Collected data:
§

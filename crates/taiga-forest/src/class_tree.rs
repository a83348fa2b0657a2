//! Classification trees over dense class indices, grown on class-weighted
//! Gini impurity.

use rand::Rng;
use rand_chacha::ChaCha8Rng;

use crate::node::{FeatureIndex, Node, NodeIndex};
use crate::params::{SplitStrategy, TreeParams};

const PURITY_EPS: f64 = 1e-12;

/// Leaf payload of a classification tree.
#[derive(Debug, Clone)]
pub struct ClassLeaf {
    /// Predicted class index (argmax of the distribution, first max wins).
    pub class: usize,
    /// Weight-normalized class distribution.
    pub distribution: Vec<f64>,
}

/// A single classification tree.
///
/// Labels are dense class indices in `0..n_classes`; the owning forest maps
/// caller labels to and from this range.
#[derive(Debug, Clone)]
pub struct ClassificationTree {
    nodes: Vec<Node<ClassLeaf>>,
    n_features: usize,
}

impl ClassificationTree {
    /// Grow a tree on the rows named by `indices`.
    ///
    /// `columns` is column-major: `columns[feature_idx][sample_idx]`.
    /// `labels[sample_idx]` are dense class indices, `weights[sample_idx]`
    /// per-sample weights. Rows listed twice in `indices` count twice.
    pub(crate) fn fit(
        columns: &[Vec<f64>],
        labels: &[usize],
        weights: &[f64],
        n_classes: usize,
        indices: &[usize],
        params: &TreeParams,
        rng: &mut ChaCha8Rng,
    ) -> Self {
        let mut nodes = Vec::new();
        build_node(
            &mut nodes, columns, labels, weights, n_classes, indices, 0, params, rng,
        );
        Self {
            nodes,
            n_features: columns.len(),
        }
    }

    /// Predict the class index for one row-major sample.
    #[must_use]
    pub fn predict_row(&self, row: &[f64]) -> usize {
        self.leaf_for(row).class
    }

    /// Return the leaf class distribution for one row-major sample.
    #[must_use]
    pub fn distribution(&self, row: &[f64]) -> &[f64] {
        &self.leaf_for(row).distribution
    }

    fn leaf_for(&self, row: &[f64]) -> &ClassLeaf {
        let mut current = NodeIndex::new(0);
        loop {
            match &self.nodes[current.index()] {
                Node::Leaf(leaf) => return leaf,
                Node::Split {
                    feature,
                    threshold,
                    left,
                    right,
                    ..
                } => {
                    current = if row[feature.index()] <= *threshold {
                        *left
                    } else {
                        *right
                    };
                }
            }
        }
    }

    /// Add this tree's normalized impurity-decrease importances into `out`.
    pub(crate) fn accumulate_importances(&self, out: &mut [f64]) {
        accumulate_node_importances(&self.nodes, out);
    }

    /// Return the number of nodes in the arena.
    #[must_use]
    pub fn n_nodes(&self) -> usize {
        self.nodes.len()
    }

    /// Return the maximum leaf depth (a single-leaf tree has depth 0).
    #[must_use]
    pub fn depth(&self) -> usize {
        tree_depth(&self.nodes)
    }

    /// Return the number of feature columns this tree was grown on.
    #[must_use]
    pub fn n_features(&self) -> usize {
        self.n_features
    }
}

#[allow(clippy::too_many_arguments)]
fn build_node(
    nodes: &mut Vec<Node<ClassLeaf>>,
    columns: &[Vec<f64>],
    labels: &[usize],
    weights: &[f64],
    n_classes: usize,
    indices: &[usize],
    depth: usize,
    params: &TreeParams,
    rng: &mut ChaCha8Rng,
) -> NodeIndex {
    let n_samples = indices.len();
    let counts = weighted_counts(labels, weights, indices, n_classes);

    let mut must_stop = n_samples < params.min_samples_split
        || n_samples < 2 * params.min_samples_leaf
        || gini(&counts) < PURITY_EPS;
    if let Some(limit) = params.max_depth
        && depth >= limit
    {
        must_stop = true;
    }

    if must_stop {
        let index = NodeIndex::new(nodes.len());
        nodes.push(Node::Leaf(make_leaf(&counts)));
        return index;
    }

    let split = match params.strategy {
        SplitStrategy::Exact => {
            best_exact_split(columns, labels, weights, n_classes, indices, params, rng)
        }
        SplitStrategy::RandomThreshold => {
            best_random_split(columns, labels, weights, n_classes, indices, params, rng)
        }
    };
    let Some((feature, threshold, impurity_decrease)) = split else {
        let index = NodeIndex::new(nodes.len());
        nodes.push(Node::Leaf(make_leaf(&counts)));
        return index;
    };

    let (left_indices, right_indices) = partition(columns, indices, feature, threshold);

    // Placeholder leaf so children land after the parent in the arena.
    let index = NodeIndex::new(nodes.len());
    nodes.push(Node::Leaf(make_leaf(&counts)));

    let left = build_node(
        nodes, columns, labels, weights, n_classes, &left_indices, depth + 1, params, rng,
    );
    let right = build_node(
        nodes, columns, labels, weights, n_classes, &right_indices, depth + 1, params, rng,
    );

    nodes[index.index()] = Node::Split {
        feature,
        threshold,
        left,
        right,
        impurity_decrease,
    };
    index
}

/// Exhaustive scan: sort each candidate feature, sweep every distinct
/// boundary with incremental weighted class counts.
fn best_exact_split(
    columns: &[Vec<f64>],
    labels: &[usize],
    weights: &[f64],
    n_classes: usize,
    indices: &[usize],
    params: &TreeParams,
    rng: &mut ChaCha8Rng,
) -> Option<(FeatureIndex, f64, f64)> {
    let n_samples = indices.len();
    let parent_counts = weighted_counts(labels, weights, indices, n_classes);
    let parent_weight: f64 = parent_counts.iter().sum();
    let parent_impurity = gini(&parent_counts);

    let mut best_decrease = f64::NEG_INFINITY;
    let mut best = None;

    for &feat_idx in &candidate_features(columns.len(), params.max_features, rng) {
        let feat_col = &columns[feat_idx];

        let mut sorted: Vec<(f64, usize)> = indices.iter().map(|&si| (feat_col[si], si)).collect();
        sorted.sort_unstable_by(|a, b| a.0.total_cmp(&b.0));

        let mut left_counts = vec![0.0; n_classes];
        let mut left_weight = 0.0;

        for i in 0..(n_samples - 1) {
            let (val_i, si) = sorted[i];
            left_counts[labels[si]] += weights[si];
            left_weight += weights[si];

            let val_next = sorted[i + 1].0;
            if val_i == val_next {
                continue;
            }

            let n_left = i + 1;
            let n_right = n_samples - n_left;
            if n_left < params.min_samples_leaf || n_right < params.min_samples_leaf {
                continue;
            }

            let right_counts: Vec<f64> = parent_counts
                .iter()
                .zip(&left_counts)
                .map(|(p, l)| p - l)
                .collect();
            let right_weight = parent_weight - left_weight;

            let decrease = parent_weight * parent_impurity
                - left_weight * gini(&left_counts)
                - right_weight * gini(&right_counts);

            if decrease > best_decrease {
                best_decrease = decrease;
                let threshold = (val_i + val_next) / 2.0;
                best = Some((FeatureIndex::new(feat_idx), threshold, decrease));
            }
        }
    }

    best
}

/// Randomized scan: one uniform threshold per candidate feature, best
/// candidate by weighted impurity decrease.
fn best_random_split(
    columns: &[Vec<f64>],
    labels: &[usize],
    weights: &[f64],
    n_classes: usize,
    indices: &[usize],
    params: &TreeParams,
    rng: &mut ChaCha8Rng,
) -> Option<(FeatureIndex, f64, f64)> {
    let n_samples = indices.len();
    let parent_counts = weighted_counts(labels, weights, indices, n_classes);
    let parent_weight: f64 = parent_counts.iter().sum();
    let parent_impurity = gini(&parent_counts);

    let mut best_decrease = f64::NEG_INFINITY;
    let mut best = None;

    for &feat_idx in &candidate_features(columns.len(), params.max_features, rng) {
        let feat_col = &columns[feat_idx];

        let mut lo = f64::INFINITY;
        let mut hi = f64::NEG_INFINITY;
        for &si in indices {
            lo = lo.min(feat_col[si]);
            hi = hi.max(feat_col[si]);
        }
        if lo == hi {
            continue;
        }
        let threshold = rng.gen_range(lo..hi);

        let mut left_counts = vec![0.0; n_classes];
        let mut left_weight = 0.0;
        let mut n_left = 0;
        for &si in indices {
            if feat_col[si] <= threshold {
                left_counts[labels[si]] += weights[si];
                left_weight += weights[si];
                n_left += 1;
            }
        }
        let n_right = n_samples - n_left;
        if n_left < params.min_samples_leaf || n_right < params.min_samples_leaf {
            continue;
        }

        let right_counts: Vec<f64> = parent_counts
            .iter()
            .zip(&left_counts)
            .map(|(p, l)| p - l)
            .collect();
        let right_weight = parent_weight - left_weight;

        let decrease = parent_weight * parent_impurity
            - left_weight * gini(&left_counts)
            - right_weight * gini(&right_counts);

        if decrease > best_decrease {
            best_decrease = decrease;
            best = Some((FeatureIndex::new(feat_idx), threshold, decrease));
        }
    }

    best
}

/// Partial Fisher-Yates: shuffle only the first `max_features` positions.
pub(crate) fn candidate_features(
    n_features: usize,
    max_features: usize,
    rng: &mut ChaCha8Rng,
) -> Vec<usize> {
    let take = max_features.min(n_features);
    let mut order: Vec<usize> = (0..n_features).collect();
    for i in 0..take {
        let j = rng.gen_range(i..n_features);
        order.swap(i, j);
    }
    order.truncate(take);
    order
}

pub(crate) fn partition(
    columns: &[Vec<f64>],
    indices: &[usize],
    feature: FeatureIndex,
    threshold: f64,
) -> (Vec<usize>, Vec<usize>) {
    let feat_col = &columns[feature.index()];
    let mut left = Vec::with_capacity(indices.len() / 2);
    let mut right = Vec::with_capacity(indices.len() / 2);
    for &si in indices {
        if feat_col[si] <= threshold {
            left.push(si);
        } else {
            right.push(si);
        }
    }
    (left, right)
}

pub(crate) fn tree_depth<L>(nodes: &[Node<L>]) -> usize {
    let mut max_depth = 0;
    let mut stack = vec![(NodeIndex::new(0), 0usize)];
    while let Some((index, depth)) = stack.pop() {
        match &nodes[index.index()] {
            Node::Leaf(_) => max_depth = max_depth.max(depth),
            Node::Split { left, right, .. } => {
                stack.push((*left, depth + 1));
                stack.push((*right, depth + 1));
            }
        }
    }
    max_depth
}

pub(crate) fn accumulate_node_importances<L>(nodes: &[Node<L>], out: &mut [f64]) {
    let mut local = vec![0.0; out.len()];
    for node in nodes {
        if let Node::Split {
            feature,
            impurity_decrease,
            ..
        } = node
        {
            local[feature.index()] += impurity_decrease;
        }
    }
    let total: f64 = local.iter().sum();
    if total > 0.0 {
        for (o, l) in out.iter_mut().zip(&local) {
            *o += l / total;
        }
    }
}

/// First index holding the maximum value; earlier index wins ties.
pub(crate) fn argmax(values: &[f64]) -> usize {
    let mut best = 0;
    for (i, &v) in values.iter().enumerate() {
        if v > values[best] {
            best = i;
        }
    }
    best
}

fn weighted_counts(
    labels: &[usize],
    weights: &[f64],
    indices: &[usize],
    n_classes: usize,
) -> Vec<f64> {
    let mut counts = vec![0.0; n_classes];
    for &si in indices {
        counts[labels[si]] += weights[si];
    }
    counts
}

/// Gini impurity from weighted class counts: 1 - Σ(p_i²).
fn gini(counts: &[f64]) -> f64 {
    let total: f64 = counts.iter().sum();
    if total <= 0.0 {
        return 0.0;
    }
    let sum_sq: f64 = counts
        .iter()
        .map(|&c| {
            let p = c / total;
            p * p
        })
        .sum();
    1.0 - sum_sq
}

fn make_leaf(counts: &[f64]) -> ClassLeaf {
    let total: f64 = counts.iter().sum();
    let distribution: Vec<f64> = if total > 0.0 {
        counts.iter().map(|&c| c / total).collect()
    } else {
        vec![0.0; counts.len()]
    };
    ClassLeaf {
        class: argmax(counts),
        distribution,
    }
}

§

Work to be completed: Can you write out the lines above, from the first one through the one containing "a classification tree.", exactly as they appear and nothing more?

Response box:
filename crates/taiga-forest/src/class_tree.rs
repository a83348fa2b0657a2
//! Classification trees over dense class indices, grown on class-weighted
//! Gini impurity.

use rand::Rng;
use rand_chacha::ChaCha8Rng;

use crate::node::{FeatureIndex, Node, NodeIndex};
use crate::params::{SplitStrategy, TreeParams};

const PURITY_EPS: f64 = 1e-12;

/// Leaf payload of a classification tree.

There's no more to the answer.